I just found this Raleigh Tandem at a local consignment sale for $275! Not a bad deal considering it fits my girlfriend and I just fine. I have a bunch of parts, like disc brakes and suspension fork, to upgrade it and get it ready for the Cheq. Fat Tire Festival we will be racing in this Sept.

I call this luck! Most used Tandems, and this one looks barely used as it was stored most of it's life, are $800 or more easily.


----------



## manual63 (Nov 5, 2006)

Our plan is to practice on this bike until our custom tandem frame is finished. We are having Peacock Goove build our tandem frame. They are the company making the f-bom frames.

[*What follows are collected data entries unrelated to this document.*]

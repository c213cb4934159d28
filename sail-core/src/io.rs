//! Uniform random-access byte streams over files, memory, and
//! caller-supplied implementations.
//!
//! Sessions own exactly one stream and hand it to the codec on every
//! call. Short reads at end-of-stream set the eof flag without erroring;
//! using a stream in the wrong direction fails with `InvalidIo`.

use std::fs::File;
use std::io::{Read, Seek, Write};
use std::path::Path;

pub use std::io::SeekFrom;

use crate::error::{Error, Result};

fn map_io_error(err: std::io::Error) -> Error {
    match err.kind() {
        std::io::ErrorKind::Interrupted => Error::InterruptedIo,
        std::io::ErrorKind::UnexpectedEof => Error::EndOfFile,
        _ => Error::InvalidIo(err.to_string()),
    }
}

/// Random-access byte source/sink used by codecs.
///
/// Callers may plug in their own implementation; an implementation that
/// returns [`Error::InterruptedIo`] aborts the running session, which is
/// the cancellation mechanism.
pub trait IoStream: Send {
    /// Current stream position.
    fn tell(&mut self) -> Result<u64>;

    /// Reposition the stream. Clears the eof flag.
    fn seek(&mut self, pos: SeekFrom) -> Result<u64>;

    /// Read up to `buf.len()` bytes, returning the number read. A short
    /// read at end-of-stream sets the eof flag and is not an error.
    fn read(&mut self, buf: &mut [u8]) -> Result<usize>;

    /// Write up to `buf.len()` bytes, returning the number written.
    fn write(&mut self, buf: &[u8]) -> Result<usize>;

    /// Flush buffered writes.
    fn flush(&mut self) -> Result<()>;

    /// Whether a previous read hit end-of-stream.
    fn is_eof(&self) -> bool;

    /// Read exactly `buf.len()` bytes or fail with `ShortRead`.
    fn read_exact(&mut self, buf: &mut [u8]) -> Result<()> {
        let mut filled = 0;
        while filled < buf.len() {
            let n = self.read(&mut buf[filled..])?;
            if n == 0 {
                return Err(Error::ShortRead {
                    wanted: buf.len(),
                    got: filled,
                });
            }
            filled += n;
        }
        Ok(())
    }

    /// Read a single byte or fail with `ShortRead`.
    fn read_byte(&mut self) -> Result<u8> {
        let mut byte = [0u8; 1];
        self.read_exact(&mut byte)?;
        Ok(byte[0])
    }

    /// Write all of `buf` or fail with `ShortWrite`.
    fn write_all(&mut self, buf: &[u8]) -> Result<()> {
        let mut written = 0;
        while written < buf.len() {
            let n = self.write(&buf[written..])?;
            if n == 0 {
                return Err(Error::ShortWrite {
                    wanted: buf.len(),
                    wrote: written,
                });
            }
            written += n;
        }
        Ok(())
    }

    /// Read from the current position to end-of-stream.
    fn read_to_end(&mut self, out: &mut Vec<u8>) -> Result<usize> {
        let mut chunk = [0u8; 4096];
        let mut total = 0;
        loop {
            let n = self.read(&mut chunk)?;
            if n == 0 {
                return Ok(total);
            }
            out.extend_from_slice(&chunk[..n]);
            total += n;
        }
    }
}

/// File-backed stream, opened read-only or create/truncate for writing.
#[derive(Debug)]
pub struct FileStream {
    file: File,
    writable: bool,
    eof: bool,
}

impl FileStream {
    /// Open a file for reading.
    pub fn open(path: impl AsRef<Path>) -> Result<Self> {
        let path = path.as_ref();
        let file = File::open(path).map_err(|e| Error::FileOpenError {
            path: path.display().to_string(),
            message: e.to_string(),
        })?;

        Ok(Self {
            file,
            writable: false,
            eof: false,
        })
    }

    /// Create (or truncate) a file for writing.
    pub fn create(path: impl AsRef<Path>) -> Result<Self> {
        let path = path.as_ref();
        let file = File::create(path).map_err(|e| Error::FileOpenError {
            path: path.display().to_string(),
            message: e.to_string(),
        })?;

        Ok(Self {
            file,
            writable: true,
            eof: false,
        })
    }
}

impl IoStream for FileStream {
    fn tell(&mut self) -> Result<u64> {
        self.file.stream_position().map_err(map_io_error)
    }

    fn seek(&mut self, pos: SeekFrom) -> Result<u64> {
        self.eof = false;
        self.file.seek(pos).map_err(map_io_error)
    }

    fn read(&mut self, buf: &mut [u8]) -> Result<usize> {
        if self.writable {
            return Err(Error::InvalidIo("stream is write-only".into()));
        }
        let n = self.file.read(buf).map_err(map_io_error)?;
        if n == 0 && !buf.is_empty() {
            self.eof = true;
        }
        Ok(n)
    }

    fn write(&mut self, buf: &[u8]) -> Result<usize> {
        if !self.writable {
            return Err(Error::InvalidIo("stream is read-only".into()));
        }
        self.file.write(buf).map_err(map_io_error)
    }

    fn flush(&mut self) -> Result<()> {
        if self.writable {
            self.file.flush().map_err(|e| Error::FileCloseError(e.to_string()))?;
        }
        Ok(())
    }

    fn is_eof(&self) -> bool {
        self.eof
    }
}

/// Read-only stream over a non-owning byte span.
pub struct MemReader<'a> {
    data: &'a [u8],
    pos: usize,
    eof: bool,
}

impl<'a> MemReader<'a> {
    /// Wrap a byte span. The caller keeps ownership of the storage.
    pub fn new(data: &'a [u8]) -> Self {
        Self {
            data,
            pos: 0,
            eof: false,
        }
    }

    /// Total length of the underlying span.
    pub fn len(&self) -> usize {
        self.data.len()
    }

    /// Whether the underlying span is empty.
    pub fn is_empty(&self) -> bool {
        self.data.is_empty()
    }
}

fn resolve_seek(pos: SeekFrom, current: usize, end: usize) -> Result<usize> {
    let target = match pos {
        SeekFrom::Start(offset) => offset as i64,
        SeekFrom::Current(delta) => current as i64 + delta,
        SeekFrom::End(delta) => end as i64 + delta,
    };

    if target < 0 {
        return Err(Error::invalid_argument("seek before start of stream"));
    }
    Ok(target as usize)
}

impl IoStream for MemReader<'_> {
    fn tell(&mut self) -> Result<u64> {
        Ok(self.pos as u64)
    }

    fn seek(&mut self, pos: SeekFrom) -> Result<u64> {
        self.pos = resolve_seek(pos, self.pos, self.data.len())?;
        self.eof = false;
        Ok(self.pos as u64)
    }

    fn read(&mut self, buf: &mut [u8]) -> Result<usize> {
        let available = self.data.len().saturating_sub(self.pos);
        let n = available.min(buf.len());
        buf[..n].copy_from_slice(&self.data[self.pos..self.pos + n]);
        self.pos += n;
        if n < buf.len() {
            self.eof = true;
        }
        Ok(n)
    }

    fn write(&mut self, _buf: &[u8]) -> Result<usize> {
        Err(Error::InvalidIo("stream is read-only".into()))
    }

    fn flush(&mut self) -> Result<()> {
        Ok(())
    }

    fn is_eof(&self) -> bool {
        self.eof
    }
}

/// Write stream over an owned buffer: growable by default, or capped at a
/// fixed capacity.
///
/// Writes beyond a fixed capacity store what fits and report the rest as
/// short; the buffer is never mutated past the written count.
pub struct MemWriter {
    buf: Vec<u8>,
    pos: usize,
    capacity: Option<usize>,
}

impl MemWriter {
    /// Create a growable memory sink.
    pub fn new() -> Self {
        Self {
            buf: Vec::new(),
            pos: 0,
            capacity: None,
        }
    }

    /// Create a fixed-capacity memory sink.
    pub fn fixed(capacity: usize) -> Self {
        Self {
            buf: Vec::with_capacity(capacity),
            pos: 0,
            capacity: Some(capacity),
        }
    }

    /// Cumulative number of bytes stored in the buffer.
    pub fn written(&self) -> usize {
        self.buf.len()
    }

    /// Consume the sink and return the written bytes.
    pub fn into_inner(self) -> Vec<u8> {
        self.buf
    }
}

impl Default for MemWriter {
    fn default() -> Self {
        Self::new()
    }
}

impl IoStream for MemWriter {
    fn tell(&mut self) -> Result<u64> {
        Ok(self.pos as u64)
    }

    fn seek(&mut self, pos: SeekFrom) -> Result<u64> {
        let target = resolve_seek(pos, self.pos, self.buf.len())?;
        if let Some(capacity) = self.capacity {
            if target > capacity {
                return Err(Error::invalid_argument(
                    "seek beyond fixed buffer capacity",
                ));
            }
        }
        self.pos = target;
        Ok(self.pos as u64)
    }

    fn read(&mut self, _buf: &mut [u8]) -> Result<usize> {
        Err(Error::InvalidIo("stream is write-only".into()))
    }

    fn write(&mut self, buf: &[u8]) -> Result<usize> {
        let writable = match self.capacity {
            Some(capacity) => capacity.saturating_sub(self.pos).min(buf.len()),
            None => buf.len(),
        };

        // A seek may have left a gap past the current end; fill it.
        if self.pos > self.buf.len() && writable > 0 {
            self.buf.resize(self.pos, 0);
        }

        let end = self.pos + writable;
        if end > self.buf.len() {
            self.buf.resize(end, 0);
        }
        self.buf[self.pos..end].copy_from_slice(&buf[..writable]);
        self.pos = end;

        Ok(writable)
    }

    fn flush(&mut self) -> Result<()> {
        Ok(())
    }

    fn is_eof(&self) -> bool {
        match self.capacity {
            Some(capacity) => self.pos >= capacity,
            None => false,
        }
    }
}

#[cfg(test)]
mod tests {
    use super::*;

    #[test]
    fn test_mem_reader_short_read_sets_eof() {
        let data = [1u8, 2, 3];
        let mut reader = MemReader::new(&data);

        let mut buf = [0u8; 8];
        let n = reader.read(&mut buf).unwrap();
        assert_eq!(n, 3);
        assert_eq!(&buf[..3], &[1, 2, 3]);
        assert!(reader.is_eof());
    }

    #[test]
    fn test_mem_reader_seek_clears_eof() {
        let data = [1u8, 2, 3];
        let mut reader = MemReader::new(&data);
        let mut buf = [0u8; 8];
        reader.read(&mut buf).unwrap();
        assert!(reader.is_eof());

        reader.seek(SeekFrom::Start(0)).unwrap();
        assert!(!reader.is_eof());
        assert_eq!(reader.tell().unwrap(), 0);
    }

    #[test]
    fn test_mem_reader_rejects_write() {
        let data = [0u8; 4];
        let mut reader = MemReader::new(&data);
        assert!(matches!(reader.write(&[1]), Err(Error::InvalidIo(_))));
    }

    #[test]
    fn test_read_exact_reports_short_read() {
        let data = [1u8, 2];
        let mut reader = MemReader::new(&data);
        let mut buf = [0u8; 4];
        let err = reader.read_exact(&mut buf).unwrap_err();
        assert_eq!(err, Error::ShortRead { wanted: 4, got: 2 });
    }

    #[test]
    fn test_mem_writer_grows() {
        let mut writer = MemWriter::new();
        writer.write_all(&[1, 2, 3]).unwrap();
        writer.seek(SeekFrom::Start(10)).unwrap();
        writer.write_all(&[9]).unwrap();

        let buf = writer.into_inner();
        assert_eq!(buf.len(), 11);
        assert_eq!(&buf[..3], &[1, 2, 3]);
        assert_eq!(buf[10], 9);
    }

    #[test]
    fn test_mem_writer_overwrite_in_place() {
        let mut writer = MemWriter::new();
        writer.write_all(&[1, 2, 3, 4]).unwrap();
        writer.seek(SeekFrom::Start(1)).unwrap();
        writer.write_all(&[8, 8]).unwrap();
        assert_eq!(writer.into_inner(), vec![1, 8, 8, 4]);
    }

    #[test]
    fn test_fixed_writer_stops_at_capacity() {
        let mut writer = MemWriter::fixed(4);
        let n = writer.write(&[1, 2, 3, 4, 5, 6]).unwrap();
        assert_eq!(n, 4);
        assert!(writer.is_eof());

        let err = writer.write_all(&[7]).unwrap_err();
        assert_eq!(err, Error::ShortWrite { wanted: 1, wrote: 0 });
        assert_eq!(writer.written(), 4);
        assert_eq!(writer.into_inner(), vec![1, 2, 3, 4]);
    }

    #[test]
    fn test_fixed_writer_rejects_seek_past_capacity() {
        let mut writer = MemWriter::fixed(4);
        assert!(writer.seek(SeekFrom::Start(4)).is_ok());
        assert!(writer.seek(SeekFrom::Start(5)).is_err());
    }

    #[test]
    fn test_file_stream_round_trip() {
        let dir = tempfile::tempdir().unwrap();
        let path = dir.path().join("stream.bin");

        let mut writer = FileStream::create(&path).unwrap();
        writer.write_all(&[10, 20, 30]).unwrap();
        writer.flush().unwrap();
        drop(writer);

        let mut reader = FileStream::open(&path).unwrap();
        let mut buf = [0u8; 3];
        reader.read_exact(&mut buf).unwrap();
        assert_eq!(buf, [10, 20, 30]);

        reader.seek(SeekFrom::Start(1)).unwrap();
        assert_eq!(reader.read_byte().unwrap(), 20);
    }

    #[test]
    fn test_file_stream_open_missing() {
        let err = FileStream::open("/definitely/not/here.bin").unwrap_err();
        assert!(matches!(err, Error::FileOpenError { .. }));
    }

    #[test]
    fn test_wrong_direction_is_invalid_io() {
        let dir = tempfile::tempdir().unwrap();
        let path = dir.path().join("w.bin");
        let mut writer = FileStream::create(&path).unwrap();
        let mut buf = [0u8; 1];
        assert!(matches!(writer.read(&mut buf), Err(Error::InvalidIo(_))));
    }
}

I have a Fox Talas 36 RC2 fork and some nice hydraulic disc brakes to put on it. I also have some nice DT Swiss all mountain wheels and of course the adjustable stem will get replaced with a Thomson stem. We hope to have it all set up by the time the Cheq. Fat Tire Fest. happens in Sept. If not, we can race on this Raleigh frame for our first your of the Cheq.


----------



## PMK (Oct 12, 2004)

The Raleigh is a good first tandem find. Not sure what they cost when new, but $275 seems to be a bargain.

In regards to the new frame you are having built, I looked at the available link and didn't see where they offered any tandem frames. I'm guessing you are having a hardtail, steel, 26" wheel frame being built. If not any details?

PK


----------